* _TASK DIRECTIONS_: Of all the entries below, retype only the lines from the one with "category of tests." through the one with "use super::coordinator::Accumulator;", exactly as they appear.

* _DATASET EXCERPTS_:

-=-=-=-=-

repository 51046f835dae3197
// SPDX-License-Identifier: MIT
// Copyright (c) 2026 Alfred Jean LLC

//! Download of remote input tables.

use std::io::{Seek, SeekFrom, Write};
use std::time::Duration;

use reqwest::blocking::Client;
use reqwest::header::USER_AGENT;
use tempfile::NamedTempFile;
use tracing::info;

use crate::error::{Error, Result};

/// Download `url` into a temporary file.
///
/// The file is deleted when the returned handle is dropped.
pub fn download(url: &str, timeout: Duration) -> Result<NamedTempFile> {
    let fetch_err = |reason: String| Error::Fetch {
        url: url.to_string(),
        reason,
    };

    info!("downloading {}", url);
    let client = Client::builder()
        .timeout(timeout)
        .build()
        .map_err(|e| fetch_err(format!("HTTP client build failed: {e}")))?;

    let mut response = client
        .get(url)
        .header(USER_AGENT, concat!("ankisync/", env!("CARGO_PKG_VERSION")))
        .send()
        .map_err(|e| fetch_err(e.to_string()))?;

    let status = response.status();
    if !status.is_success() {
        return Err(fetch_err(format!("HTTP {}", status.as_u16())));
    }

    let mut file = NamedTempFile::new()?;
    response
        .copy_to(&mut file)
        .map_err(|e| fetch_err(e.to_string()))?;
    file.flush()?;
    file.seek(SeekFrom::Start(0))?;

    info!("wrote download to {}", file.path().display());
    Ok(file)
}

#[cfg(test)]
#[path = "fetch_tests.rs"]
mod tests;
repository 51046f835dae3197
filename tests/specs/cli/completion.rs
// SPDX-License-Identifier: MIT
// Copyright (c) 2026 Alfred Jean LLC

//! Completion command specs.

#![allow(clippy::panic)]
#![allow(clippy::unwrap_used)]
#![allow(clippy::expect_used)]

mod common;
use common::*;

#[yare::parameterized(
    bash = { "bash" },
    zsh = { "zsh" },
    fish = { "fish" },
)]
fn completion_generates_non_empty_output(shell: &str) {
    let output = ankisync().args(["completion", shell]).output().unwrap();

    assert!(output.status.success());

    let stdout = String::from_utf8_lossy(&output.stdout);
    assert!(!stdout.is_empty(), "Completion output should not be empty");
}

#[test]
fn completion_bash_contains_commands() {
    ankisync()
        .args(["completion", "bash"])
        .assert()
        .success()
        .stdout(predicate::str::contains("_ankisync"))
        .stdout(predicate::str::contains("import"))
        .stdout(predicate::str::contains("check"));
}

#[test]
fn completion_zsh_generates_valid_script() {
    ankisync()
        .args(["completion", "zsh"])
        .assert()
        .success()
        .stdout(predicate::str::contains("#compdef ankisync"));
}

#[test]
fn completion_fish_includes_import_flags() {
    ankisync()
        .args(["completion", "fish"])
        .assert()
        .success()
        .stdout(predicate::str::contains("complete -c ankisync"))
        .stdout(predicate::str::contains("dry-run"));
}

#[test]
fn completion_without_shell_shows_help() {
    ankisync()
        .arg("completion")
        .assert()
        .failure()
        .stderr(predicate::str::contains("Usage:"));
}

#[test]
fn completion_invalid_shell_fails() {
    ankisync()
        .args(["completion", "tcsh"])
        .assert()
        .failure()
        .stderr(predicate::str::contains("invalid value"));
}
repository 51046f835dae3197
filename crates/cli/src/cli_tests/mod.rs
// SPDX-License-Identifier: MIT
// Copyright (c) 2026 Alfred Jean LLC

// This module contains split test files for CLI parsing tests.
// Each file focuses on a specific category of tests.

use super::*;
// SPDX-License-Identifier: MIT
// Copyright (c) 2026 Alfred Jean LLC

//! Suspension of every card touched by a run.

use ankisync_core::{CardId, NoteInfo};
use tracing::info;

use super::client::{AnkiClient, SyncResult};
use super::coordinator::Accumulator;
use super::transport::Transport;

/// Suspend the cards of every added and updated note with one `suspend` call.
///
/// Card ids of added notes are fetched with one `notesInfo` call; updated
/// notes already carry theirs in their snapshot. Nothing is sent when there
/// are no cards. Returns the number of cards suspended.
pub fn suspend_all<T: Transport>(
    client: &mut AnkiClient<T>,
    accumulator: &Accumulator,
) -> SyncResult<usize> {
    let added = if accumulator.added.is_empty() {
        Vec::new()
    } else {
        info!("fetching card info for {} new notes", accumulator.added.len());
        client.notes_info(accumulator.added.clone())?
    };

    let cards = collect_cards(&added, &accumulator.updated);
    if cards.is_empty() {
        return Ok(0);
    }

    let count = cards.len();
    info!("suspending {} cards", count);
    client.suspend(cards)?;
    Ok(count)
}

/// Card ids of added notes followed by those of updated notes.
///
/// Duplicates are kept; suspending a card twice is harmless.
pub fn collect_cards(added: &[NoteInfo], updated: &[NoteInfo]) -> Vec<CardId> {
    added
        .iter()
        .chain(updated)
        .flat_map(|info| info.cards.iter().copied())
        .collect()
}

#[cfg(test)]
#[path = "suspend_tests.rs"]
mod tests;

-=-=-=-=-

* _TASK RESULT_:
// Each file focuses on a specific category of tests.

use super::*;
// SPDX-License-Identifier: MIT
// Copyright (c) 2026 Alfred Jean LLC

//! Suspension of every card touched by a run.

use ankisync_core::{CardId, NoteInfo};
use tracing::info;

use super::client::{AnkiClient, SyncResult};
use super::coordinator::Accumulator;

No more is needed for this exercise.